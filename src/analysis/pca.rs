//! Principal Component Analysis
//!
//! Projects a point cloud onto the eigenvectors of its sample covariance
//!
//!   C = Xᶜᵀ Xᶜ / (n - 1),   Xᶜ = X - mean(X)
//!
//! sorted by decreasing eigenvalue. For a sliding-window embedding of a
//! pure tone, the two leading variances are nearly equal (the loop is a
//! circle); for a trend they differ by orders of magnitude.

use nalgebra::{DMatrix, SymmetricEigen};
use ndarray::{Array2, Axis};
use std::cmp::Ordering;

use crate::error::AnalysisError;

/// Output of a dimensionality reduction
#[derive(Debug, Clone)]
pub struct Projection {
    /// Points in the reduced coordinates (`n × k`)
    pub points: Array2<f64>,
    /// Principal axes as columns (`dim × k`)
    pub components: Array2<f64>,
    /// Variance along each retained axis, descending
    pub explained_variance: Vec<f64>,
    /// Fraction of total variance along each retained axis
    pub explained_variance_ratio: Vec<f64>,
}

impl Projection {
    /// `variance[b] / variance[a]`, or `None` if `a` carries no variance
    pub fn variance_ratio(&self, a: usize, b: usize) -> Option<f64> {
        let va = *self.explained_variance.get(a)?;
        let vb = *self.explained_variance.get(b)?;
        if va > 0.0 {
            Some(vb / va)
        } else {
            None
        }
    }
}

/// Contract for dimensionality reduction collaborators
pub trait DimensionReduction {
    /// Reduce `matrix` (rows are points) to `k` coordinates
    fn reduce(&self, matrix: &Array2<f64>, k: usize) -> Result<Projection, AnalysisError>;
}

/// Exact PCA via symmetric eigendecomposition
#[derive(Debug, Clone, Copy, Default)]
pub struct Pca;

impl DimensionReduction for Pca {
    fn reduce(&self, matrix: &Array2<f64>, k: usize) -> Result<Projection, AnalysisError> {
        let (n, dim) = matrix.dim();
        if n < 2 {
            return Err(AnalysisError::InvalidInput(format!(
                "PCA needs at least 2 points, got {}",
                n
            )));
        }
        if k == 0 || k > dim {
            return Err(AnalysisError::InvalidInput(format!(
                "cannot keep {} components of a {}-dimensional cloud",
                k, dim
            )));
        }

        let mean = matrix
            .mean_axis(Axis(0))
            .ok_or_else(|| AnalysisError::InvalidInput("empty matrix".to_string()))?;
        let centered = matrix - &mean;
        let cov = centered.t().dot(&centered) / (n - 1) as f64;

        let eig = SymmetricEigen::new(DMatrix::from_fn(dim, dim, |i, j| cov[[i, j]]));
        if eig.eigenvalues.iter().any(|v| !v.is_finite()) {
            return Err(AnalysisError::Decomposition(
                "non-finite eigenvalue in covariance".to_string(),
            ));
        }

        let mut order: Vec<usize> = (0..dim).collect();
        order.sort_by(|&a, &b| {
            eig.eigenvalues[b]
                .partial_cmp(&eig.eigenvalues[a])
                .unwrap_or(Ordering::Equal)
        });

        // Round-off can leave tiny negative eigenvalues
        let variances: Vec<f64> = order.iter().map(|&c| eig.eigenvalues[c].max(0.0)).collect();
        let total: f64 = variances.iter().sum();

        let mut components = Array2::<f64>::zeros((dim, k));
        for (out, &c) in order.iter().take(k).enumerate() {
            for row in 0..dim {
                components[[row, out]] = eig.eigenvectors[(row, c)];
            }
        }

        let explained_variance: Vec<f64> = variances[..k].to_vec();
        let explained_variance_ratio = explained_variance
            .iter()
            .map(|v| if total > 0.0 { v / total } else { 0.0 })
            .collect();

        Ok(Projection {
            points: centered.dot(&components),
            components,
            explained_variance,
            explained_variance_ratio,
        })
    }
}
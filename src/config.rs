//! Embedding Parameters and Embedder Configuration
//!
//! A delay embedding is fully described by three numbers:
//!
//! - `dim`: coordinates per delay vector
//! - `tau`: spacing between coordinates, in (fractional) samples
//! - `d_t`: stride between the starts of consecutive windows
//!
//! ## Window Extent
//!
//! Two lengths describe one window and they differ by one `tau`:
//!
//! ```text
//!   extent = dim * tau          (row-count formula, displayed "extent")
//!   span   = tau * (dim - 1)    (offset of the rightmost coordinate)
//! ```
//!
//! The row count is always derived from `window_extent()`; nothing else in
//! the crate recomputes it.

use serde::{Deserialize, Serialize};

use crate::error::EmbeddingError;

/// Delay-embedding parameters `{dim, tau, d_t}`
#[derive(Debug, Clone, Copy, PartialEq, Serialize, Deserialize)]
pub struct EmbeddingParameters {
    /// Embedding dimension (coordinates per window)
    pub dim: usize,
    /// Spacing between consecutive coordinates
    pub tau: f64,
    /// Stride between consecutive windows
    #[serde(rename = "dT")]
    pub d_t: f64,
}

impl EmbeddingParameters {
    pub fn new(dim: usize, tau: f64, d_t: f64) -> Self {
        Self { dim, tau, d_t }
    }

    /// Choose `tau` so that `dim * tau` equals the requested extent.
    ///
    /// Matching the extent to a known period is the usual starting point
    /// for periodicity detection.
    pub fn from_extent(dim: usize, extent: f64, d_t: f64) -> Result<Self, EmbeddingError> {
        if dim == 0 {
            return Err(EmbeddingError::InvalidParameters {
                reason: "dim must be at least 1".to_string(),
            });
        }
        let params = Self::new(dim, extent / dim as f64, d_t);
        params.validate()?;
        Ok(params)
    }

    /// Check `dim >= 1`, `tau > 0`, `d_t > 0`, all finite
    pub fn validate(&self) -> Result<(), EmbeddingError> {
        if self.dim < 1 {
            return Err(EmbeddingError::InvalidParameters {
                reason: "dim must be at least 1".to_string(),
            });
        }
        if !self.tau.is_finite() || self.tau <= 0.0 {
            return Err(EmbeddingError::InvalidParameters {
                reason: format!("tau must be positive and finite, got {}", self.tau),
            });
        }
        if !self.d_t.is_finite() || self.d_t <= 0.0 {
            return Err(EmbeddingError::InvalidParameters {
                reason: format!("dT must be positive and finite, got {}", self.d_t),
            });
        }
        Ok(())
    }

    /// `dim * tau`, the extent used by the row-count formula
    pub fn window_extent(&self) -> f64 {
        self.dim as f64 * self.tau
    }

    /// `tau * (dim - 1)`, the offset of the last coordinate in a window
    pub fn window_span(&self) -> f64 {
        self.tau * self.dim.saturating_sub(1) as f64
    }

    /// Candidate window count `floor((n - dim*tau) / d_t)`.
    ///
    /// Signed: zero or negative means no window fits.
    pub fn candidate_windows(&self, n: usize) -> i64 {
        ((n as f64 - self.window_extent()) / self.d_t).floor() as i64
    }

    /// Fractional sample positions of window `i`
    pub fn positions(&self, i: usize) -> impl Iterator<Item = f64> + '_ {
        let origin = self.d_t * i as f64;
        (0..self.dim).map(move |j| origin + self.tau * j as f64)
    }
}

impl Default for EmbeddingParameters {
    fn default() -> Self {
        Self {
            dim: 20,
            tau: 1.0,
            d_t: 0.5,
        }
    }
}

/// End conditions for the interpolating cubic spline
#[derive(Debug, Clone, Copy, PartialEq, Eq, Default, Serialize, Deserialize)]
#[serde(rename_all = "snake_case")]
pub enum SplineBoundary {
    /// Third derivative continuous across the second and penultimate knots
    #[default]
    NotAKnot,
    /// Zero second derivative at both ends
    Natural,
}

/// Configuration for [`crate::SlidingWindowEmbedder`]
#[derive(Debug, Clone, Copy, PartialEq, Serialize, Deserialize)]
pub struct EmbedderConfig {
    /// Spline end conditions
    pub boundary: SplineBoundary,
    /// Compute rows on the rayon pool
    pub parallel: bool,
}

impl Default for EmbedderConfig {
    fn default() -> Self {
        Self {
            boundary: SplineBoundary::NotAKnot,
            parallel: true,
        }
    }
}

impl EmbedderConfig {
    /// Single-threaded configuration
    pub fn sequential() -> Self {
        Self {
            parallel: false,
            ..Self::default()
        }
    }

    pub fn with_boundary(mut self, boundary: SplineBoundary) -> Self {
        self.boundary = boundary;
        self
    }
}

#[cfg(test)]
mod tests {
    use super::*;

    #[test]
    fn test_validate_rejects_each_field() {
        assert!(EmbeddingParameters::new(0, 1.0, 1.0).validate().is_err());
        assert!(EmbeddingParameters::new(3, 0.0, 1.0).validate().is_err());
        assert!(EmbeddingParameters::new(3, -1.0, 1.0).validate().is_err());
        assert!(EmbeddingParameters::new(3, 1.0, 0.0).validate().is_err());
        assert!(EmbeddingParameters::new(3, f64::NAN, 1.0).validate().is_err());
        assert!(EmbeddingParameters::new(3, 1.0, f64::INFINITY).validate().is_err());
        assert!(EmbeddingParameters::new(3, 0.25, 0.1).validate().is_ok());
    }

    #[test]
    fn test_extent_and_span() {
        let p = EmbeddingParameters::new(20, 1.0, 0.5);
        assert_eq!(p.window_extent(), 20.0);
        assert_eq!(p.window_span(), 19.0);

        let single = EmbeddingParameters::new(1, 3.0, 1.0);
        assert_eq!(single.window_extent(), 3.0);
        assert_eq!(single.window_span(), 0.0);
    }

    #[test]
    fn test_candidate_windows() {
        let p = EmbeddingParameters::new(20, 1.0, 0.5);
        assert_eq!(p.candidate_windows(160), 280);
        assert_eq!(p.candidate_windows(20), 0);
        assert!(p.candidate_windows(10) < 0);
    }

    #[test]
    fn test_from_extent() {
        let p = EmbeddingParameters::from_extent(10, 40.0, 1.0).unwrap();
        assert_eq!(p.tau, 4.0);
        assert_eq!(p.window_extent(), 40.0);
        assert!(EmbeddingParameters::from_extent(0, 40.0, 1.0).is_err());
        assert!(EmbeddingParameters::from_extent(10, 0.0, 1.0).is_err());
    }

    #[test]
    fn test_positions() {
        let p = EmbeddingParameters::new(3, 1.5, 0.5);
        let pos: Vec<f64> = p.positions(2).collect();
        assert_eq!(pos, vec![1.0, 2.5, 4.0]);
    }

    #[test]
    fn test_default_config() {
        let cfg = EmbedderConfig::default();
        assert_eq!(cfg.boundary, SplineBoundary::NotAKnot);
        assert!(cfg.parallel);
        assert!(!EmbedderConfig::sequential().parallel);
    }
}
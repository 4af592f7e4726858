use crate::config::load_config;
use crate::connections::EdgeConnections;
use crate::document::{GraphDocument, parse_document};
use crate::dump::write_graph_dump;
use crate::ir::{ElementId, Position};
use anyhow::{Context, Result};
use clap::{ArgAction, Parser};
use std::io::{self, Read};
use std::path::{Path, PathBuf};
use tracing::info;
use tracing_subscriber::EnvFilter;

#[derive(Parser, Debug)]
#[command(
    name = "edgecx",
    version,
    about = "Resolve edge-to-edge connections in a graph document"
)]
pub struct Args {
    /// Input graph document (.json/.json5) or '-' for stdin
    #[arg(short = 'i', long = "input")]
    pub input: Option<PathBuf>,

    /// Output file for the resolved graph. Defaults to stdout.
    #[arg(short = 'o', long = "output")]
    pub output: Option<PathBuf>,

    /// Config JSON file (edgeSelector, proxyData)
    #[arg(short = 'c', long = "configFile")]
    pub config: Option<PathBuf>,

    /// Insert edges one at a time, dropping unresolvable ones, instead of as one batch
    #[arg(long = "single")]
    pub single: bool,

    /// Move a node after insertion, as ID=X,Y. Repeatable; applied in order.
    #[arg(short = 'm', long = "move", value_parser = parse_move)]
    pub moves: Vec<NodeMove>,

    /// Remove an element after the moves. Repeatable; applied in order.
    #[arg(short = 'r', long = "remove")]
    pub removals: Vec<String>,

    /// More log output (-v debug, -vv trace). RUST_LOG takes precedence.
    #[arg(short = 'v', long = "verbose", action = ArgAction::Count)]
    pub verbose: u8,
}

#[derive(Debug, Clone, PartialEq)]
pub struct NodeMove {
    pub id: ElementId,
    pub position: Position,
}

fn parse_move(raw: &str) -> Result<NodeMove, String> {
    let (id, coords) = raw
        .split_once('=')
        .ok_or_else(|| format!("expected ID=X,Y, got `{raw}`"))?;
    let (x, y) = coords
        .split_once(',')
        .ok_or_else(|| format!("expected X,Y after `=`, got `{coords}`"))?;
    let parse = |value: &str| {
        value
            .trim()
            .parse::<f64>()
            .map_err(|err| format!("bad coordinate `{value}`: {err}"))
    };
    let id = id.trim();
    if id.is_empty() {
        return Err(format!("missing node id in `{raw}`"));
    }
    Ok(NodeMove {
        id: ElementId::from(id),
        position: Position::new(parse(x)?, parse(y)?),
    })
}

fn init_logging(verbose: u8) {
    let level = match verbose {
        0 => "warn",
        1 => "debug",
        _ => "trace",
    };
    let filter = EnvFilter::try_from_default_env().unwrap_or_else(|_| EnvFilter::new(level));
    let _ = tracing_subscriber::fmt()
        .with_env_filter(filter)
        .with_writer(io::stderr)
        .try_init();
}

pub fn run() -> Result<()> {
    let args = Args::parse();
    init_logging(args.verbose);

    let config = load_config(args.config.as_deref())?;
    let input = read_input(args.input.as_deref())?;
    let document = parse_document(&input)?;
    let graph = resolve_document(&document, &config, &args)?;
    write_graph_dump(args.output.as_deref(), &graph)
}

fn resolve_document(
    document: &GraphDocument,
    config: &crate::config::Config,
    args: &Args,
) -> Result<crate::memory::MemoryGraph> {
    let graph = document.build_graph()?;
    let mut cx = EdgeConnections::new(graph, config)?;

    if args.single {
        let mut dropped = 0usize;
        for edge in document.edges.iter().cloned() {
            if cx.add_edge(edge)?.is_none() {
                dropped += 1;
            }
        }
        info!(
            added = document.edges.len() - dropped,
            dropped, "inserted edges one at a time"
        );
    } else {
        let report = cx.add_edges(document.edges.clone())?;
        info!(
            rounds = report.rounds,
            added = report.committed.len(),
            "inserted edge batch"
        );
    }

    for NodeMove { id, position } in &args.moves {
        cx.move_node(id, *position)
            .with_context(|| format!("failed to move `{id}`"))?;
    }
    for id in &args.removals {
        let id = ElementId::from(id.as_str());
        cx.remove(&id)
            .with_context(|| format!("failed to remove `{id}`"))?;
    }

    Ok(cx.detach())
}

fn read_input(path: Option<&Path>) -> Result<String> {
    if let Some(path) = path {
        if path != Path::new("-") {
            return std::fs::read_to_string(path)
                .with_context(|| format!("failed to read {}", path.display()));
        }
    }
    let mut buf = String::new();
    io::stdin().read_to_string(&mut buf)?;
    Ok(buf)
}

____________________

**WORK ITEM**. Looking at the data above, give the number of lines that include "differ"; add nothing else.

**EXERCISE SOLUTION**. 2